The pheromone genes of the self/non-self recognition mechanism of the ciliate Euplotes crassus generate multiple transcripts by an alternative splicing of ‘matryoshka’ introns

In ciliates, cell-type distinctive protein pheromones control a self/non-self recognition mechanism responsible for the cell switching between the vegetative and sexual stages of the life cycle. These signaling molecules are encoded by genes (pheromone genes) that in the cell somatic nucleus (macronucleus) represent the transcriptionally active versions of transcriptionally silent genes allelic at the same genetic locus mat of the cell germinal nucleus (micronucleus). In the course of evolution, in Euplotes, the native single multiallelic mat locus underwent duplication among species which, such as E. crassus, form the latest branching clade of the phylogenetic tree.
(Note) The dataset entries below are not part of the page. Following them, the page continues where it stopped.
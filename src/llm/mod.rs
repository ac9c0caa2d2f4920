// SPDX-License-Identifier: MIT

//! LLM layer - provider abstraction plus the resilient call wrapper
//!
//! - [provider] - the generation-provider trait and request/response types
//! - [openai] - OpenAI chat-completions implementation
//! - [caller] - retry/backoff/timeout/fallback around any provider
//! - [schema] - output schema generation and structural validation

pub mod caller;
pub mod openai;
pub mod provider;
pub mod schema;

pub use caller::{CallOutcome, CallPolicy, CallTelemetry, Fallback, ResilientCaller};
pub use provider::{GenerationRequest, GenerationResponse, Message, Provider, Usage};
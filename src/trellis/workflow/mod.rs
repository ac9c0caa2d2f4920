// SPDX-License-Identifier: MIT

pub mod agents;
pub mod engine;
pub mod node;
pub mod router;
pub mod state;

pub use engine::{GraphBuilder, GraphEngine, RunFailure, RunReport, RunStatus};
pub use node::{BranchNode, FnNode, Node};
pub use router::END;
pub use state::{partial, StateStore, StateUpdate};
// SPDX-License-Identifier: MIT

//! Graph engine - validated construction and the sequential run loop
//!
//! The engine is a state machine over node names: the store is the
//! extended state, the router is the transition function, and [END] is the
//! accepting state. Node and edge tables are resolved and validated once
//! at build time; runs never encounter a dangling name.

use super::node::Node;
use super::router::{Edge, EdgeRouter, RoutePredicate, END};
use super::state::{StateStore, StateUpdate};
use crate::error::{TrellisError, WorkflowError};
use std::collections::HashMap;
use std::sync::Arc;
use thiserror::Error;

/// How a run ended, when it ended without error
#[derive(Debug, Clone, Copy, PartialEq, Eq)]
pub enum RunStatus {
    /// Routing reached the terminal sentinel
    Completed,
    /// The global step budget was exhausted before termination
    StepLimit,
}

/// Successful (or budget-limited) run result
#[derive(Debug)]
pub struct RunReport {
    pub state: StateStore,
    pub status: RunStatus,
    pub steps: u32,
}

/// A halted run: the terminal error plus the last known state for
/// diagnostics
#[derive(Debug, Error)]
#[error("workflow halted at step {steps}: {error}")]
pub struct RunFailure {
    #[source]
    pub error: TrellisError,
    pub state: StateStore,
    pub steps: u32,
}

/// Builder for a validated workflow graph
pub struct GraphBuilder {
    nodes: Vec<Arc<dyn Node>>,
    edges: HashMap<String, Edge>,
    entry: Option<String>,
    step_budget: u32,
}

impl GraphBuilder {
    pub fn new() -> Self {
        Self {
            nodes: Vec::new(),
            edges: HashMap::new(),
            entry: None,
            step_budget: 100,
        }
    }

    /// Register a node under its own name
    pub fn add_node(mut self, node: impl Node + 'static) -> Self {
        self.nodes.push(Arc::new(node));
        self
    }

    /// Register an already-shared node
    pub fn add_shared_node(mut self, node: Arc<dyn Node>) -> Self {
        self.nodes.push(node);
        self
    }

    /// Add a fixed edge from `from` to `to` (a node name or [END])
    pub fn add_edge(mut self, from: impl Into<String>, to: impl Into<String>) -> Self {
        self.edges.insert(from.into(), Edge::Static(to.into()));
        self
    }

    /// Add a conditional edge: the predicate's label is looked up in
    /// `targets` (label -> node name or [END])
    pub fn add_conditional_edges(
        mut self,
        from: impl Into<String>,
        predicate: impl Fn(&StateStore) -> String + Send + Sync + 'static,
        targets: Vec<(&str, &str)>,
    ) -> Self {
        let predicate: RoutePredicate = Arc::new(predicate);
        self.edges.insert(
            from.into(),
            Edge::Conditional {
                predicate,
                targets: targets
                    .into_iter()
                    .map(|(label, target)| (label.to_string(), target.to_string()))
                    .collect(),
            },
        );
        self
    }

    pub fn set_entry_point(mut self, name: impl Into<String>) -> Self {
        self.entry = Some(name.into());
        self
    }

    /// Global backstop on node executions per run
    pub fn with_step_budget(mut self, step_budget: u32) -> Self {
        self.step_budget = step_budget;
        self
    }

    /// Validate the graph and produce an engine.
    ///
    /// Checks: an entry point is set and registered, node names are
    /// unique, every node has an outgoing edge, and every edge target is
    /// a registered node or [END].
    pub fn build(self) -> Result<GraphEngine, WorkflowError> {
        let mut nodes: HashMap<String, Arc<dyn Node>> = HashMap::new();
        for node in self.nodes {
            let name = node.name().to_string();
            if nodes.insert(name.clone(), node).is_some() {
                return Err(WorkflowError::DuplicateNode(name));
            }
        }

        let entry = self.entry.ok_or(WorkflowError::MissingEntry)?;
        if !nodes.contains_key(&entry) {
            return Err(WorkflowError::UnknownEntry(entry));
        }

        for (from, edge) in &self.edges {
            if !nodes.contains_key(from) {
                return Err(WorkflowError::UnknownNode(from.clone()));
            }
            for target in edge.targets() {
                if target != END && !nodes.contains_key(target) {
                    return Err(WorkflowError::UnknownNode(target.to_string()));
                }
            }
        }

        for name in nodes.keys() {
            if !self.edges.contains_key(name) {
                return Err(WorkflowError::MissingEdge(name.clone()));
            }
        }

        Ok(GraphEngine {
            nodes,
            router: EdgeRouter::new(self.edges),
            entry,
            step_budget: self.step_budget,
        })
    }
}

/// Drives a validated graph: executes the current node, merges its update,
/// routes to the successor, and repeats until [END] or the step budget
#[derive(Clone)]
pub struct GraphEngine {
    nodes: HashMap<String, Arc<dyn Node>>,
    router: EdgeRouter,
    entry: String,
    step_budget: u32,
}

impl std::fmt::Debug for GraphEngine {
    fn fmt(&self, f: &mut std::fmt::Formatter<'_>) -> std::fmt::Result {
        f.debug_struct("GraphEngine")
            .field("nodes", &self.nodes.keys().collect::<Vec<_>>())
            .field("entry", &self.entry)
            .field("step_budget", &self.step_budget)
            .finish()
    }
}

impl GraphEngine {
    pub fn entry(&self) -> &str {
        &self.entry
    }

    pub fn step_budget(&self) -> u32 {
        self.step_budget
    }

    /// Run the workflow from its entry node with the given seed fields.
    ///
    /// Returns a [RunReport] on normal termination or budget exhaustion
    /// (the two are distinguished by [RunStatus]), or a [RunFailure]
    /// carrying the error and the last state snapshot. The engine never
    /// retries a node; cycles are bounded only by the step budget and by
    /// whatever counters node/edge logic keeps in the state.
    pub async fn run(&self, seed: StateUpdate) -> Result<RunReport, RunFailure> {
        let mut state = StateStore::seeded(seed);
        let mut current = self.entry.clone();
        let mut steps = 0u32;

        loop {
            // Budget first: a run that spent its whole budget reports the
            // limit even if the next route would have been END.
            if steps >= self.step_budget {
                log::warn!(
                    "step budget {} exhausted at '{}', halting",
                    self.step_budget,
                    current
                );
                return Ok(RunReport {
                    state,
                    status: RunStatus::StepLimit,
                    steps,
                });
            }
            if current == END {
                return Ok(RunReport {
                    state,
                    status: RunStatus::Completed,
                    steps,
                });
            }

            let Some(node) = self.nodes.get(&current) else {
                return Err(RunFailure {
                    error: WorkflowError::UnknownNode(current).into(),
                    state,
                    steps,
                });
            };

            steps += 1;
            log::info!("step {}: executing node '{}'", steps, current);

            let update = match node.run(&state).await {
                Ok(update) => update,
                Err(error) => {
                    log::error!("node '{}' failed: {}", current, error);
                    return Err(RunFailure {
                        error,
                        state,
                        steps,
                    });
                }
            };
            state.merge(update);

            current = match self.router.route(&current, &state) {
                Ok(next) => next,
                Err(error) => {
                    return Err(RunFailure {
                        error: error.into(),
                        state,
                        steps,
                    });
                }
            };
        }
    }
}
Because of this duplication, E. crassus expresses two distinct families of pheromone genes instead of a single family, as is the case in species of earlier branching clades. We analyzed the structure and expression of a number of E. crassus pheromone genes representative of the two families. Like their orthologs of other Euplotes species, these genes show 5’-leader regions that are much more extended than the coding regions, lack canonical regulatory sequences for gene transcription, and synthesize multiple transcripts (in addition to the pheromone-specific one) through the activity of two distinct transcription start sites and a mechanism of alternative intron splicing. These E. crassus introns have been found to be unique with respect to introns of all the other Euplotes pheromone genes. They can be distinguished between ‘matryoshka’ introns, residing one inside the other like Russian Dolls, and ‘non-matryoshka’ introns. While the former possess canonical GTA/TAG splicing sites, the latter possess CTA/TAC splicing sites complementary to the canonical GTA/TAG splicing sites. This strongly suggests that both the DNA strands of the E. crassus pheromone genes can be used as template for transcription. We are currently attempting to verify this hypothesis and assign a function to the products of the multiple E. crassus pheromone gene transcripts.